- _Aim of the exercise_:
Looking at the entries below, how many lines include the word "InvalidLeg"? Answer with the number alone.

- _Data supplied_:

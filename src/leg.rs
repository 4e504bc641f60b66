use std::fmt;

use chrono::NaiveDate;

use crate::date::PartialDate;
use crate::error::SearchError;

/// Collapse airport codes into an order-preserving set: first occurrence
/// wins, later duplicates are dropped. The flights page echoes codes back
/// in the order the fragment lists them, so input order must survive.
pub(crate) fn airport_set<I, S>(codes: I) -> Vec<String>
where
    I: IntoIterator<Item = S>,
    S: Into<String>,
{
    let mut set: Vec<String> = Vec::new();
    for code in codes {
        let code = code.into();
        if !set.contains(&code) {
            set.push(code);
        }
    }
    set
}

/// One directional segment of an itinerary: where it leaves from, where it
/// lands, and optionally when. Every mutator returns a new value; a `Leg`
/// is never changed in place.
#[derive(Debug, Clone, Default, PartialEq, Eq)]
pub struct Leg {
    departing: Vec<String>,
    arriving: Vec<String>,
    date: Option<NaiveDate>,
}

impl Leg {
    /// Replace the departure airports and date. An all-open `PartialDate`
    /// clears any previously set date rather than keeping it.
    pub fn departing<I, S>(&self, airports: I, on: PartialDate) -> Self
    where
        I: IntoIterator<Item = S>,
        S: Into<String>,
    {
        Self {
            departing: airport_set(airports),
            arriving: self.arriving.clone(),
            date: on.resolve(),
        }
    }

    /// Replace the arrival airports; departure and date are unchanged.
    pub fn arriving<I, S>(&self, airports: I) -> Self
    where
        I: IntoIterator<Item = S>,
        S: Into<String>,
    {
        Self {
            departing: self.departing.clone(),
            arriving: airport_set(airports),
            date: self.date,
        }
    }

    /// A leg is complete once it knows both of its ends.
    pub fn complete(&self) -> bool {
        !self.departing.is_empty() && !self.arriving.is_empty()
    }

    /// The `departing_arriving_date` form used inside the `iti` parameter.
    /// Arrival and date may still be open and serialize as empty fields,
    /// but a leg must at least know where it departs from.
    pub fn segment(&self) -> Result<String, SearchError> {
        if self.departing.is_empty() {
            return Err(SearchError::incomplete(
                self.clone(),
                "needs a departing airport",
            ));
        }
        let date = self
            .date
            .map(|d| d.format("%Y-%m-%d").to_string())
            .unwrap_or_default();
        Ok(format!(
            "{}_{}_{}",
            self.departing.join(","),
            self.arriving.join(","),
            date
        ))
    }
}

impl fmt::Display for Leg {
    fn fmt(&self, f: &mut fmt::Formatter<'_>) -> fmt::Result {
        let departing = if self.departing.is_empty() {
            "?".to_string()
        } else {
            self.departing.join(",")
        };
        let arriving = if self.arriving.is_empty() {
            "?".to_string()
        } else {
            self.arriving.join(",")
        };
        write!(f, "leg {departing} -> {arriving}")?;
        if let Some(date) = self.date {
            write!(f, " on {}", date.format("%Y-%m-%d"))?;
        }
        Ok(())
    }
}
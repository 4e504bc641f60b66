use chrono::NaiveDate;
use rmcp::handler::server::tool::ToolRouter;
use rmcp::handler::server::wrapper::Parameters;
use rmcp::model::*;
use rmcp::schemars;
use rmcp::{tool, tool_handler, tool_router, ErrorData as McpError, ServerHandler, ServiceExt};
use serde::Deserialize;

use crate::date::PartialDate;
use crate::error::SearchError;
use crate::search::{itinerary, roundtrip, ItinerarySearch};

#[derive(Debug, Deserialize, schemars::JsonSchema)]
struct RoundtripUrlArgs {
    #[schemars(
        description = "Departure airport IATA code(s), comma-separated. Examples: JFK or JFK,EWR,LGA"
    )]
    from: String,
    #[schemars(
        description = "Return airport IATA code(s), comma-separated. Examples: JNB or JNB,CPT"
    )]
    to: String,
    #[schemars(description = "Departure date in YYYY-MM-DD format. Omit to leave the date open")]
    depart: Option<String>,
    #[schemars(description = "Return date in YYYY-MM-DD format. Omit to leave the date open")]
    return_date: Option<String>,
    #[schemars(
        description = "Emit the two-leg itinerary form of the round trip instead of the f/t form"
    )]
    as_itinerary: Option<bool>,
}

#[derive(Debug, Deserialize, schemars::JsonSchema)]
struct ItineraryUrlArgs {
    #[schemars(
        description = "Flight legs in travel order, each as \"FROM\", \"FROM TO\" or \"FROM TO YYYY-MM-DD\" with comma-separated airport codes. Example: [\"JFK,EWR JNB 2026-09-05\", \"JNB JFK,EWR\"]"
    )]
    legs: Vec<String>,
}

#[derive(Debug, Deserialize, schemars::JsonSchema)]
struct OpenUrlArgs {
    #[schemars(description = "URL to open. Must start with http:// or https://")]
    url: String,
}

fn parse_airports(csv: &str) -> Vec<String> {
    csv.split(',')
        .map(|code| code.trim().to_uppercase())
        .filter(|code| !code.is_empty())
        .collect()
}

fn parse_date(date: &str) -> Result<PartialDate, SearchError> {
    NaiveDate::parse_from_str(date, "%Y-%m-%d")
        .map(PartialDate::from)
        .map_err(|_| SearchError::InvalidDate(date.to_string()))
}

fn build_itinerary(legs: &[String]) -> Result<ItinerarySearch, SearchError> {
    let mut search = itinerary();
    for spec in legs {
        let parts: Vec<&str> = spec.split_whitespace().collect();
        let (from, to, date) = match parts.as_slice() {
            [from] => (*from, None, None),
            [from, to] => (*from, Some(*to), None),
            [from, to, date] => (*from, Some(*to), Some(*date)),
            _ => return Err(SearchError::InvalidLeg(spec.clone())),
        };
        let on = match date {
            Some(date) => parse_date(date)?,
            None => PartialDate::default(),
        };
        search = search.departing(parse_airports(from), on);
        if let Some(to) = to {
            search = search.arriving(parse_airports(to));
        }
    }
    Ok(search)
}

fn tool_error(msg: impl Into<String>) -> Result<CallToolResult, McpError> {
    Ok(CallToolResult::error(vec![Content::text(msg.into())]))
}

#[derive(Debug, Clone)]
struct FarelinkMcp {
    tool_router: ToolRouter<Self>,
}

#[tool_router]
impl FarelinkMcp {
    fn new() -> Self {
        Self {
            tool_router: Self::tool_router(),
        }
    }

    #[tool(
        description = "Build a Google Flights deep-link URL for a round-trip search. Dates are optional; an omitted date leaves that direction's date open on the flights page. Returns the URL as text; pass it to open_url to show it in a browser. NEVER construct Google Flights fragment URLs manually -- always use this tool."
    )]
    async fn roundtrip_url(
        &self,
        Parameters(args): Parameters<RoundtripUrlArgs>,
    ) -> Result<CallToolResult, McpError> {
        let depart = match args.depart.as_deref().map(parse_date).transpose() {
            Ok(d) => d.unwrap_or_default(),
            Err(e) => return tool_error(e.to_string()),
        };
        let ret = match args.return_date.as_deref().map(parse_date).transpose() {
            Ok(d) => d.unwrap_or_default(),
            Err(e) => return tool_error(e.to_string()),
        };

        let search = roundtrip()
            .departing(parse_airports(&args.from), depart)
            .returning(parse_airports(&args.to), ret);

        if args.as_itinerary.unwrap_or(false) {
            match search.itinerary().url() {
                Ok(url) => Ok(CallToolResult::success(vec![Content::text(url)])),
                Err(e) => tool_error(e.to_string()),
            }
        } else {
            Ok(CallToolResult::success(vec![Content::text(search.url())]))
        }
    }

    #[tool(
        description = "Build a Google Flights deep-link URL for a multi-leg itinerary search. Give legs in travel order; a trailing leg may leave its arrival open. Every leg needs at least a departure airport. Returns the URL as text; pass it to open_url to show it in a browser."
    )]
    async fn itinerary_url(
        &self,
        Parameters(args): Parameters<ItineraryUrlArgs>,
    ) -> Result<CallToolResult, McpError> {
        if args.legs.is_empty() {
            return tool_error("at least one leg is required");
        }

        let search = match build_itinerary(&args.legs) {
            Ok(s) => s,
            Err(e) => return tool_error(e.to_string()),
        };

        match search.url() {
            Ok(url) => Ok(CallToolResult::success(vec![Content::text(url)])),
            Err(e) => tool_error(e.to_string()),
        }
    }

    #[tool(
        description = "Open a URL in the default web browser. To show a flight search, call roundtrip_url or itinerary_url first to get the URL, then pass that URL here."
    )]
    async fn open_url(
        &self,
        Parameters(args): Parameters<OpenUrlArgs>,
    ) -> Result<CallToolResult, McpError> {
        if !args.url.starts_with("http://") && !args.url.starts_with("https://") {
            return tool_error("URL must start with http:// or https://");
        }

        match open::that(&args.url) {
            Ok(()) => Ok(CallToolResult::success(vec![Content::text(format!(
                "Opened: {}",
                args.url
            ))])),
            Err(e) => tool_error(format!("failed to open browser: {e}")),
        }
    }
}

#[tool_handler]
impl ServerHandler for FarelinkMcp {
    fn get_info(&self) -> ServerInfo {
        ServerInfo {
            protocol_version: ProtocolVersion::V_2024_11_05,
            capabilities: ServerCapabilities::builder().enable_tools().build(),
            server_info: Implementation {
                name: "farelink".into(),
                version: env!("CARGO_PKG_VERSION").into(),
                ..Default::default()
            },
            instructions: Some(
                "Google Flights deep-link builder. Workflow: (1) roundtrip_url or itinerary_url \
                 to build the search URL. (2) open_url with that URL to show it in a browser. \
                 NEVER construct the fragment URLs yourself -- the delimiter grammar is exacting."
                    .into(),
            ),
        }
    }
}

pub async fn run() {
    let service = FarelinkMcp::new()
        .serve(rmcp::transport::stdio())
        .await
        .expect("failed to start MCP server");
    service.waiting().await.expect("MCP server error");
}
use std::fmt;

use crate::leg::Leg;

#[derive(Debug, Clone)]
pub enum SearchError {
    Incomplete { leg: Leg, message: &'static str },
    InvalidDate(String),
    InvalidLeg(String),
}

impl SearchError {
    pub(crate) fn incomplete(leg: Leg, message: &'static str) -> Self {
        Self::Incomplete { leg, message }
    }
}

impl fmt::Display for SearchError {
    fn fmt(&self, f: &mut fmt::Formatter<'_>) -> fmt::Result {
        match self {
            Self::Incomplete { leg, message } => write!(f, "{leg}: {message}"),
            Self::InvalidDate(date) => write!(
                f,
                "invalid date \"{date}\" — must be YYYY-MM-DD format (e.g. 2026-03-01)"
            ),
            Self::InvalidLeg(spec) => write!(
                f,
                "invalid leg \"{spec}\" — must be \"FROM\", \"FROM TO\" or \
                 \"FROM TO YYYY-MM-DD\" with comma-separated airport codes"
            ),
        }
    }
}

impl std::error::Error for SearchError {}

- _Answer space_:
3